Today’s Wall Street Journal has an article by Jeannette Borzo titled “Do-It-Yourself Software.” The subtitle is “New tools let businesspeople avoid the IT department and create their own computer applications.” The article describes some of the pros and cons of using tools from statups like Coghead selling do-it-yourself application builders. There are other startups in this space, including Wufoo and LongJump.
The subtitle of the article highlights the perception that there’s an ongoing tension between department managers and IT departments. That topic provides an opportunity to share a little more about our blist product vision. As I’ve shared previously in this blog I spent six years as the CIO of an investment bank (question for LazyWeb: should blog posts be totally self-contained or can an assumption be made that the reader has read all prior posts?). I had both a reasonably good sized budget and development staff. Department managers would call me from time to time and ask for a meeting to discuss a custom development need they had. I’d listen to the manager describe her problem. I’d ask how she was solving the problem today. Often it was a collection of manual processes and/or Excel spreadsheets.

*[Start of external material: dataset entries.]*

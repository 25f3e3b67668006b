//! Command implementations for the jotter CLI

pub mod migrate;
pub mod serve;
pub mod user;

pub use migrate::run_migrate;
pub use serve::run_serve;
pub use user::run_user;

use anyhow::{Context, Result};
use jotter_server::db::{create_pool_with_options, migrations};
use sqlx::SqlitePool;

use crate::config::JotterConfig;

/// `--database-url` (or `DATABASE_URL`) wins over the config file.
pub(crate) fn database_url(flag: Option<String>, config: &JotterConfig) -> String {
    flag.unwrap_or_else(|| config.database.url.clone())
}

/// Open the database and bring the schema up to date.
pub(crate) async fn connect(database_url: &str, config: &JotterConfig) -> Result<SqlitePool> {
    let pool = create_pool_with_options(database_url, config.database.max_connections)
        .await
        .with_context(|| format!("Failed to open database {database_url}"))?;

    migrations::run(&pool)
        .await
        .context("Failed to run database migrations")?;

    Ok(pool)
}
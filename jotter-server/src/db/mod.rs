//! Database layer - connection pool, migrations and repositories
//!
//! - Connection pool, no Arc<Mutex<Connection>>
//! - Rely on DB constraints, handle conflicts - no check-then-insert
//! - Ownership is part of every note query, not checked afterwards

pub mod migrations;
pub mod pool;
pub mod repos;

pub use pool::{create_pool, create_pool_with_options, DEFAULT_MAX_CONNECTIONS};
pub use repos::*;
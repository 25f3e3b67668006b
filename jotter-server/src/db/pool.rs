//! Database connection pool management
//!
//! Uses sqlx SqlitePool with explicit connection limits. The database file is
//! created on first use and foreign keys are enforced on every connection.

use std::str::FromStr;

use sqlx::sqlite::{SqliteConnectOptions, SqlitePoolOptions};
use sqlx::SqlitePool;

/// Default maximum connections for the pool.
pub const DEFAULT_MAX_CONNECTIONS: u32 = 5;

/// Create a SQLite connection pool.
///
/// # Errors
///
/// Returns an error if the URL is malformed or the file cannot be opened.
///
/// # Example
///
/// ```ignore
/// let pool = create_pool("sqlite://jotter.db").await?;
/// ```
pub async fn create_pool(database_url: &str) -> Result<SqlitePool, sqlx::Error> {
    create_pool_with_options(database_url, DEFAULT_MAX_CONNECTIONS).await
}

/// Create a SQLite connection pool with a custom connection limit.
///
/// In-memory databases (`sqlite::memory:`) are private to one connection, so
/// callers using them should pass `max_connections = 1`.
pub async fn create_pool_with_options(
    database_url: &str,
    max_connections: u32,
) -> Result<SqlitePool, sqlx::Error> {
    let options = SqliteConnectOptions::from_str(database_url)?
        .create_if_missing(true)
        .foreign_keys(true);

    SqlitePoolOptions::new()
        .max_connections(max_connections)
        .connect_with(options)
        .await
}

#[cfg(test)]
mod tests {
    use super::*;

    #[tokio::test]
    async fn pool_acquires_connection() {
        let pool = create_pool_with_options("sqlite::memory:", 1)
            .await
            .expect("pool creation failed");

        let result: (i64,) = sqlx::query_as("SELECT 1")
            .fetch_one(&pool)
            .await
            .expect("query failed");

        assert_eq!(result.0, 1);
    }

    #[tokio::test]
    async fn creates_missing_database_file() {
        let dir = tempfile::tempdir().unwrap();
        let path = dir.path().join("notes.db");
        let url = format!("sqlite://{}", path.display());

        let pool = create_pool(&url).await.expect("pool creation failed");
        sqlx::query("SELECT 1").execute(&pool).await.unwrap();

        assert!(path.exists());
    }

    #[tokio::test]
    async fn foreign_keys_enabled() {
        let pool = create_pool_with_options("sqlite::memory:", 1).await.unwrap();
        let (enabled,): (i64,) = sqlx::query_as("PRAGMA foreign_keys")
            .fetch_one(&pool)
            .await
            .unwrap();
        assert_eq!(enabled, 1);
    }
}
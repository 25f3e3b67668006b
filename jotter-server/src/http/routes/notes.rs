//! Note pages
//!
//! The same handlers serve both modes. A [`Scope`] decides whose notes are
//! touched and which navigation is shown: single-user mode works on ownerless
//! notes at `/`, multi-user mode on the signed-in user's notes at `/home`.

use std::sync::Arc;

use axum::{
    extract::{Query, State},
    http::StatusCode,
    response::{Html, IntoResponse, Redirect, Response},
    routing::get,
    Form, Router,
};
use tower_sessions::Session;

use super::page_context;
use crate::auth::{self, FlashLevel};
use crate::db::{NoteRepo, Owner, User};
use crate::http::error::{WebError, ADD_FAILED, DELETE_FAILED, EDIT_FAILED};
use crate::http::extractors::{NoteId, RequireUser};
use crate::http::server::AppState;
use crate::models::{FormErrors, NoteForm, PageParams, Pagination};
use crate::views::{self, Nav};

/// Whose notes a request works on
struct Scope {
    owner: Owner,
    nav: Nav,
}

impl Scope {
    fn single() -> Self {
        Self {
            owner: Owner::Nobody,
            nav: Nav::SingleUser,
        }
    }

    fn user(user: User) -> Self {
        Self {
            owner: Owner::User(user.id),
            nav: Nav::SignedIn {
                username: user.username,
            },
        }
    }

    fn home(&self) -> &'static str {
        self.nav.home()
    }

    /// Single-user notes have no title; a submitted one is ignored.
    fn shape(&self, form: NoteForm) -> NoteForm {
        if self.nav.multi_user() {
            form
        } else {
            NoteForm {
                title: None,
                ..form
            }
        }
    }
}

async fn render_list(
    state: &AppState,
    session: &Session,
    scope: Scope,
    page: Pagination,
    draft: &NoteForm,
    errors: &FormErrors,
) -> Result<String, WebError> {
    let listing = NoteRepo::new(&state.pool).list(scope.owner, page).await?;
    let context = page_context(session, scope.nav).await?;
    Ok(views::list_page(context, &listing, draft, errors))
}

async fn show_list(
    state: &AppState,
    session: &Session,
    scope: Scope,
    params: PageParams,
) -> Result<Response, WebError> {
    let page = render_list(
        state,
        session,
        scope,
        params.into(),
        &NoteForm::default(),
        &FormErrors::new(),
    )
    .await?;
    Ok(Html(page).into_response())
}

async fn add_note(
    state: &AppState,
    session: &Session,
    scope: Scope,
    form: NoteForm,
) -> Result<Response, WebError> {
    let form = scope.shape(form);
    let input = match form.validate() {
        Ok(input) => input,
        Err(errors) => {
            let page =
                render_list(state, session, scope, Pagination::default(), &form, &errors).await?;
            return Ok((StatusCode::UNPROCESSABLE_ENTITY, Html(page)).into_response());
        }
    };

    let note = NoteRepo::new(&state.pool)
        .create(scope.owner, &input)
        .await
        .map_err(WebError::during(ADD_FAILED))?;

    tracing::info!(note_id = note.id, owner = ?scope.owner, "note added");
    auth::flash(session, FlashLevel::Success, "Note added").await?;
    Ok(Redirect::to(scope.home()).into_response())
}

async fn show_note(
    state: &AppState,
    session: &Session,
    scope: Scope,
    id: i64,
) -> Result<Response, WebError> {
    let note = NoteRepo::new(&state.pool).get(scope.owner, id).await?;
    let context = page_context(session, scope.nav).await?;
    Ok(Html(views::view_page(context, &note)).into_response())
}

async fn edit_form(
    state: &AppState,
    session: &Session,
    scope: Scope,
    id: i64,
) -> Result<Response, WebError> {
    let note = NoteRepo::new(&state.pool).get(scope.owner, id).await?;
    let draft = NoteForm {
        title: note.title,
        content: note.content,
    };
    let context = page_context(session, scope.nav).await?;
    Ok(Html(views::edit_page(context, id, &draft, &FormErrors::new())).into_response())
}

async fn update_note(
    state: &AppState,
    session: &Session,
    scope: Scope,
    id: i64,
    form: NoteForm,
) -> Result<Response, WebError> {
    let repo = NoteRepo::new(&state.pool);
    let form = scope.shape(form);
    let input = match form.validate() {
        Ok(input) => input,
        Err(errors) => {
            // editing somebody else's note is a 404 even when the form is bad
            repo.get(scope.owner, id).await?;
            let context = page_context(session, scope.nav).await?;
            let page = views::edit_page(context, id, &form, &errors);
            return Ok((StatusCode::UNPROCESSABLE_ENTITY, Html(page)).into_response());
        }
    };

    repo.update(scope.owner, id, &input)
        .await
        .map_err(WebError::during(EDIT_FAILED))?;

    tracing::info!(note_id = id, owner = ?scope.owner, "note updated");
    auth::flash(session, FlashLevel::Success, "Note updated").await?;
    Ok(Redirect::to(scope.home()).into_response())
}

async fn delete_note(
    state: &AppState,
    session: &Session,
    scope: Scope,
    id: i64,
) -> Result<Response, WebError> {
    NoteRepo::new(&state.pool)
        .delete(scope.owner, id)
        .await
        .map_err(WebError::during(DELETE_FAILED))?;

    tracing::info!(note_id = id, owner = ?scope.owner, "note deleted");
    auth::flash(session, FlashLevel::Info, "Note deleted").await?;
    Ok(Redirect::to(scope.home()).into_response())
}

// Single-user mode

/// GET / - all notes and the creation form
async fn single_list(
    State(state): State<Arc<AppState>>,
    session: Session,
    Query(params): Query<PageParams>,
) -> Result<Response, WebError> {
    show_list(&state, &session, Scope::single(), params).await
}

/// POST / - add a note
async fn single_add(
    State(state): State<Arc<AppState>>,
    session: Session,
    Form(form): Form<NoteForm>,
) -> Result<Response, WebError> {
    add_note(&state, &session, Scope::single(), form).await
}

/// GET /edit/{id}
async fn single_edit_form(
    State(state): State<Arc<AppState>>,
    session: Session,
    NoteId(id): NoteId,
) -> Result<Response, WebError> {
    edit_form(&state, &session, Scope::single(), id).await
}

/// POST /edit/{id}
async fn single_update(
    State(state): State<Arc<AppState>>,
    session: Session,
    NoteId(id): NoteId,
    Form(form): Form<NoteForm>,
) -> Result<Response, WebError> {
    update_note(&state, &session, Scope::single(), id, form).await
}

/// GET /delete/{id}
async fn single_delete(
    State(state): State<Arc<AppState>>,
    session: Session,
    NoteId(id): NoteId,
) -> Result<Response, WebError> {
    delete_note(&state, &session, Scope::single(), id).await
}

/// Note routes for single-user mode
pub fn single_user_router() -> Router<Arc<AppState>> {
    Router::new()
        .route("/", get(single_list).post(single_add))
        .route("/edit/{id}", get(single_edit_form).post(single_update))
        .route("/delete/{id}", get(single_delete))
}

// Multi-user mode

/// GET /home - the signed-in user's notes
async fn home(
    State(state): State<Arc<AppState>>,
    RequireUser(user): RequireUser,
    session: Session,
    Query(params): Query<PageParams>,
) -> Result<Response, WebError> {
    show_list(&state, &session, Scope::user(user), params).await
}

/// POST /home - add a note owned by the signed-in user
async fn home_add(
    State(state): State<Arc<AppState>>,
    RequireUser(user): RequireUser,
    session: Session,
    Form(form): Form<NoteForm>,
) -> Result<Response, WebError> {
    add_note(&state, &session, Scope::user(user), form).await
}

/// GET /view/{id}
async fn user_view(
    State(state): State<Arc<AppState>>,
    RequireUser(user): RequireUser,
    session: Session,
    NoteId(id): NoteId,
) -> Result<Response, WebError> {
    show_note(&state, &session, Scope::user(user), id).await
}

/// GET /edit/{id}
async fn user_edit_form(
    State(state): State<Arc<AppState>>,
    RequireUser(user): RequireUser,
    session: Session,
    NoteId(id): NoteId,
) -> Result<Response, WebError> {
    edit_form(&state, &session, Scope::user(user), id).await
}

/// POST /edit/{id}
async fn user_update(
    State(state): State<Arc<AppState>>,
    RequireUser(user): RequireUser,
    session: Session,
    NoteId(id): NoteId,
    Form(form): Form<NoteForm>,
) -> Result<Response, WebError> {
    update_note(&state, &session, Scope::user(user), id, form).await
}

/// GET /delete/{id}
async fn user_delete(
    State(state): State<Arc<AppState>>,
    RequireUser(user): RequireUser,
    session: Session,
    NoteId(id): NoteId,
) -> Result<Response, WebError> {
    delete_note(&state, &session, Scope::user(user), id).await
}

/// Note routes for multi-user mode; all of them require a login
pub fn multi_user_router() -> Router<Arc<AppState>> {
    Router::new()
        .route("/home", get(home).post(home_add))
        .route("/view/{id}", get(user_view))
        .route("/edit/{id}", get(user_edit_form).post(user_update))
        .route("/delete/{id}", get(user_delete))
}

#[cfg(test)]
mod tests {
    use super::*;

    #[test]
    fn single_scope_drops_title() {
        let form = NoteForm {
            title: Some("ignored".into()),
            content: "eggs".into(),
        };
        let shaped = Scope::single().shape(form);
        assert_eq!(shaped.title, None);
        assert_eq!(shaped.content, "eggs");
    }

    #[test]
    fn user_scope_keeps_title() {
        let user = User {
            id: 4,
            username: "alice".into(),
            password_hash: String::new(),
            created_at: chrono::Utc::now(),
        };
        let scope = Scope::user(user);
        assert_eq!(scope.owner, Owner::User(4));
        assert_eq!(scope.home(), "/home");

        let shaped = scope.shape(NoteForm {
            title: Some("kept".into()),
            content: "eggs".into(),
        });
        assert_eq!(shaped.title.as_deref(), Some("kept"));
    }
}
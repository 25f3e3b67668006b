//! HTML form payloads and their validation
//!
//! Forms deserialize leniently (missing fields become empty strings) so that
//! every problem is reported back on the re-rendered page instead of as a bare
//! 400 from the extractor.

use std::fmt;

use serde::Deserialize;

use super::{NoteContent, NoteTitle, Password, Username, ValidationError};

/// One message attached to a form field
#[derive(Debug, Clone, PartialEq, Eq)]
pub struct FieldError {
    pub field: &'static str,
    pub message: String,
}

/// All errors found in one submission, in field order
#[derive(Debug, Clone, Default, PartialEq, Eq)]
pub struct FormErrors(Vec<FieldError>);

impl FormErrors {
    pub fn new() -> Self {
        Self::default()
    }

    /// Error not tied to a validation rule (bad credentials, taken username).
    pub fn single(field: &'static str, message: impl Into<String>) -> Self {
        let mut errors = Self::new();
        errors.push(field, message);
        errors
    }

    pub fn push(&mut self, field: &'static str, message: impl Into<String>) {
        self.0.push(FieldError {
            field,
            message: message.into(),
        });
    }

    pub fn is_empty(&self) -> bool {
        self.0.is_empty()
    }

    pub fn iter(&self) -> impl Iterator<Item = &FieldError> {
        self.0.iter()
    }

    pub fn messages(&self) -> Vec<String> {
        self.0.iter().map(|e| e.message.clone()).collect()
    }

    pub fn has(&self, field: &str) -> bool {
        self.0.iter().any(|e| e.field == field)
    }

    fn record(&mut self, e: ValidationError) {
        self.push(e.field(), e.to_string());
    }

    /// Record the error of `result`, if any, and hand back the value.
    fn check<T>(&mut self, result: Result<T, ValidationError>) -> Option<T> {
        result.map_err(|e| self.record(e)).ok()
    }
}

impl From<ValidationError> for FormErrors {
    fn from(e: ValidationError) -> Self {
        Self::single(e.field(), e.to_string())
    }
}

/// Create/edit note submission
#[derive(Debug, Clone, Default, PartialEq, Eq, Deserialize)]
pub struct NoteForm {
    #[serde(default)]
    pub title: Option<String>,
    #[serde(default)]
    pub content: String,
}

/// Validated note fields
#[derive(Debug, Clone, PartialEq, Eq)]
pub struct NoteInput {
    pub title: Option<NoteTitle>,
    pub content: NoteContent,
}

impl NoteForm {
    pub fn validate(&self) -> Result<NoteInput, FormErrors> {
        let mut errors = FormErrors::new();
        let title = errors.check(NoteTitle::parse(self.title.as_deref().unwrap_or_default()));
        let content = errors.check(NoteContent::new(&self.content));

        match (title, content) {
            (Some(title), Some(content)) if errors.is_empty() => Ok(NoteInput { title, content }),
            _ => Err(errors),
        }
    }
}

/// Account registration submission
#[derive(Debug, Clone, Default, Deserialize)]
pub struct RegisterForm {
    #[serde(default)]
    pub username: String,
    #[serde(default)]
    pub password: String,
    #[serde(default)]
    pub confirm_password: String,
}

/// Validated registration
#[derive(Debug, Clone)]
pub struct Registration {
    pub username: Username,
    pub password: Password,
}

impl RegisterForm {
    pub fn validate(&self) -> Result<Registration, FormErrors> {
        let mut errors = FormErrors::new();
        let username = errors.check(Username::new(&self.username));
        let password = errors.check(Password::new(&self.password));

        if self.confirm_password != self.password {
            errors.record(ValidationError::Mismatch {
                field: "password confirmation",
                other: "password",
            });
        }

        match (username, password) {
            (Some(username), Some(password)) if errors.is_empty() => {
                Ok(Registration { username, password })
            }
            _ => Err(errors),
        }
    }
}

/// Login submission
#[derive(Debug, Clone, Default, Deserialize)]
pub struct LoginForm {
    #[serde(default)]
    pub username: String,
    #[serde(default)]
    pub password: String,
    /// Checkbox: present (usually `"on"`) when ticked
    #[serde(default)]
    pub remember: Option<String>,
    #[serde(default)]
    pub next: Option<String>,
}

/// Login fields that passed the presence checks
#[derive(Clone)]
pub struct Credentials {
    pub username: String,
    pub password: String,
    pub remember: bool,
}

impl fmt::Debug for Credentials {
    fn fmt(&self, f: &mut fmt::Formatter<'_>) -> fmt::Result {
        f.debug_struct("Credentials")
            .field("username", &self.username)
            .field("password", &"***")
            .field("remember", &self.remember)
            .finish()
    }
}

impl LoginForm {
    /// Only presence is checked here; the policy applied at registration is
    /// not re-applied to existing accounts.
    pub fn validate(&self) -> Result<Credentials, FormErrors> {
        let mut errors = FormErrors::new();
        let username = self.username.trim();

        if username.is_empty() {
            errors.record(ValidationError::Empty { field: "username" });
        }
        if self.password.is_empty() {
            errors.record(ValidationError::Empty { field: "password" });
        }

        if !errors.is_empty() {
            return Err(errors);
        }

        Ok(Credentials {
            username: username.to_owned(),
            password: self.password.clone(),
            remember: self.remember.is_some(),
        })
    }
}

More often than I’d like, I’d encourage the department manager to keep limping along with the home grown system. Why? That’s always the question. The honest, matter-of-fact answer is that good CIOs are good in part because they can discern what’s opportunistic and strategic from what’s not strategic. Invest in what provides competitive advantage and outsource or ignore the rest.
How do good CIOs feel turning department managers away empty handed? The good ones feel awful. Good CIOs want to solve problems. They want happy constituents. They want to empower people to do their best work. Today’s WSJ article suggests that these new do-it-yourself application builders can help you avoid IT. Actually, if they work and they’re secure and relatively open, IT will be their biggest fans. If they work, nobody’s going to have to sneak them in at all.
And that’s where we bring this post back to the blist product vision. blist is in large part a response to the disappointment I felt as a CIO whenever I turned a department manager away empty handed. We’re building a platform that empowers department managers to easily solve their own problems, strategic or otherwise. But we’re doing so not in spite of IT, but from the premise that this is the do-all platform that IT would build if they had the bandwidth in the first place. Isn’t the best technology the solution that just gets out of the way and lets people get their job done without friction? That’s what we’re building at blist.
It’s a win-win. The department manager gets the perfect solution – designed for her and by her. The CIO gets what he wants – a happy department manager.